The image illustrates a
mathematical function from set
A (Domain) to set
B (Codomain), defined by the rule:
$$
f(x) = x^2
$$
Let's analyze and solve this step-by-step.
---
🔹 Step 1: Understand the Components
-
Set A (Domain): The set of input values.
- Elements: {1, 2, 3}
-
Function Rule: $ f(x) = x^2 $
- This means each element in A is squared to get the output.
-
Set B (Codomain): The set of all possible output values.
- Elements: {1, 2, 3, 4, 5, 6, 7, 8, 9, 16} (as shown in the diagram)
-
Range: The actual outputs produced by the function from the domain.

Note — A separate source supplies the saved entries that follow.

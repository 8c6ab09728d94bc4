#![forbid(unsafe_code)]
//! tabrec-core: the pure, I/O-free layer of the tabrec operators.
//!
//! Design intent:
//! - Everything here works on byte slices of one line at a time; nothing
//!   materializes a table.
//! - Column references are resolved once per input (formula + header
//!   dictionary), then the per-row path is offset arithmetic only.

pub mod error;
pub mod formula;
pub mod header;
pub mod row;
pub mod tokenize;

pub use error::{Error, Result};
pub use formula::{Formula, SideColumns};
pub use header::HeaderDict;
pub use row::Row;
//! Unified header dictionary: an append-only, insertion-ordered string
//! table shared by both sides of a reconciliation (and by every input of
//! an rbind).
//!
//! Interning is idempotent: inserting an existing name returns its
//! existing index. Entries are never removed; indices are stable for the
//! lifetime of a run. The lookup is an exact whole-name match, so "a"
//! and "ab" can never alias.

use std::collections::HashMap;

use crate::error::{Error, Result};

#[derive(Debug, Default)]
pub struct HeaderDict {
    names: Vec<Box<[u8]>>,
    index: HashMap<Box<[u8]>, usize>,
}

impl HeaderDict {
    pub fn new() -> Self {
        Self::default()
    }

    /// Intern `name`, returning its stable index. Empty names are
    /// rejected so that an empty header cell fails loudly at startup
    /// rather than colliding silently.
    pub fn intern(&mut self, name: &[u8]) -> Result<usize> {
        if name.is_empty() {
            return Err(Error::EmptyName);
        }
        if let Some(&i) = self.index.get(name) {
            return Ok(i);
        }
        let i = self.names.len();
        let owned: Box<[u8]> = name.into();
        self.names.push(owned.clone());
        self.index.insert(owned, i);
        Ok(i)
    }

    pub fn lookup(&self, name: &[u8]) -> Option<usize> {
        self.index.get(name).copied()
    }

    pub fn name(&self, i: usize) -> &[u8] {
        &self.names[i]
    }

    pub fn len(&self) -> usize {
        self.names.len()
    }

    pub fn is_empty(&self) -> bool {
        self.names.is_empty()
    }

    /// The unified header line: all names in insertion order, tab-joined,
    /// newline-terminated.
    pub fn header_line(&self) -> Vec<u8> {
        let mut out = Vec::new();
        for (i, n) in self.names.iter().enumerate() {
            if i > 0 {
                out.push(b'\t');
            }
            out.extend_from_slice(n);
        }
        out.push(b'\n');
        out
    }
}

/// Synthesize the positional column name used when an input has no
/// header line: `V1`, `V2`, ...
pub fn synthetic_name(pos: usize) -> Vec<u8> {
    format!("V{}", pos + 1).into_bytes()
}
//! Outer-join emission: matched rows are the unified key followed by the
//! left value block and the right value block, each side in its own
//! column order. Unmatched rows are kept only when that side's outer
//! flag is set, with the absent side padded by empty fields.

use std::io::{self, Write};

use tabrec_core::{HeaderDict, Row};

use crate::policy::EmitPolicy;
use crate::producer::SideMeta;

pub struct JoinPolicy<W> {
    out: W,
    keep_left: bool,
    keep_right: bool,
    left: SideMeta,
    right: SideMeta,
}

impl<W: Write> JoinPolicy<W> {
    pub fn new(out: W, keep_left: bool, keep_right: bool, left: SideMeta, right: SideMeta) -> Self {
        JoinPolicy {
            out,
            keep_left,
            keep_right,
            left,
            right,
        }
    }

    /// Unified header: key names, left value names, right value names.
    pub fn write_col_names(&mut self, dict: &HeaderDict, key_dict: &[usize]) -> io::Result<()> {
        for (i, &d) in key_dict.iter().enumerate() {
            if i > 0 {
                self.out.write_all(b"\t")?;
            }
            self.out.write_all(dict.name(d))?;
        }
        for &d in self.left.value_dict.iter().chain(&self.right.value_dict) {
            self.out.write_all(b"\t")?;
            self.out.write_all(dict.name(d))?;
        }
        self.out.write_all(b"\n")
    }

    fn write_values(&mut self, row: &Row, side: Side) -> io::Result<()> {
        let locals = match side {
            Side::Left => &self.left.value_locals,
            Side::Right => &self.right.value_locals,
        };
        for &c in locals {
            self.out.write_all(b"\t")?;
            self.out.write_all(row.field(c))?;
        }
        Ok(())
    }

    fn write_padding(&mut self, side: Side) -> io::Result<()> {
        let n = match side {
            Side::Left => self.left.value_locals.len(),
            Side::Right => self.right.value_locals.len(),
        };
        for _ in 0..n {
            self.out.write_all(b"\t")?;
        }
        Ok(())
    }
}

#[derive(Clone, Copy)]
enum Side {
    Left,
    Right,
}

impl<W: Write> EmitPolicy for JoinPolicy<W> {
    fn matched(&mut self, left: &Row, right: &Row) -> io::Result<()> {
        self.out.write_all(&left.key)?;
        self.write_values(left, Side::Left)?;
        self.write_values(right, Side::Right)?;
        self.out.write_all(b"\n")
    }

    fn left_only(&mut self, left: &Row) -> io::Result<()> {
        if !self.keep_left {
            return Ok(());
        }
        self.out.write_all(&left.key)?;
        self.write_values(left, Side::Left)?;
        self.write_padding(Side::Right)?;
        self.out.write_all(b"\n")
    }

    fn right_only(&mut self, right: &Row) -> io::Result<()> {
        if !self.keep_right {
            return Ok(());
        }
        self.out.write_all(&right.key)?;
        self.write_padding(Side::Left)?;
        self.write_values(right, Side::Right)?;
        self.out.write_all(b"\n")
    }

    fn finish(&mut self) -> io::Result<()> {
        self.out.flush()
    }
}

- These are the values that are actually mapped to from A.
---
🔹 Step 2: Apply the Function to Each Element in Domain
We compute $ f(x) = x^2 $ for each $ x \in A $:
- $ f(1) = 1^2 = 1 $
- $ f(2) = 2^2 = 4 $
- $ f(3) = 3^2 = 9 $
So, the
outputs are: 1, 4, and 9.
---
🔹 Step 3: Identify the Range
The
range is the set of all actual outputs:
$$
\text{Range} = \{1, 4, 9\}
$$
Note: Even though the codomain includes other numbers (like 2, 3, 5, etc.), only the values that are
actually hit by the function are part of the range.
---
🔹 Step 4: Check if It’s a Valid Function
Yes, this is a valid function because:
- Every element in the domain (A) has
exactly one output in the codomain (B).
- No element in A maps to more than one value in B.
---
✔ Final Answer:
-
Domain: {1, 2, 3}
-
Codomain: {1, 2, 3, 4, 5, 6, 7, 8, 9, 16}
-
Range: {1, 4, 9}
-
Function Rule: $ f(x) = x^2 $
---
📌 Summary
This diagram shows how a function maps elements from the domain to the codomain using the squaring rule. Only the values 1, 4, and 9 are
actually produced, so they form the
range.
> 💡
Key Concept:
> -
Domain → inputs
> -
Codomain → all possible outputs
> -
Range → actual outputs from the given domain
✔ So, the
range of this function is
{1, 4, 9}.
Parent Tip: Review the logic above to help your child master the concept of math functions.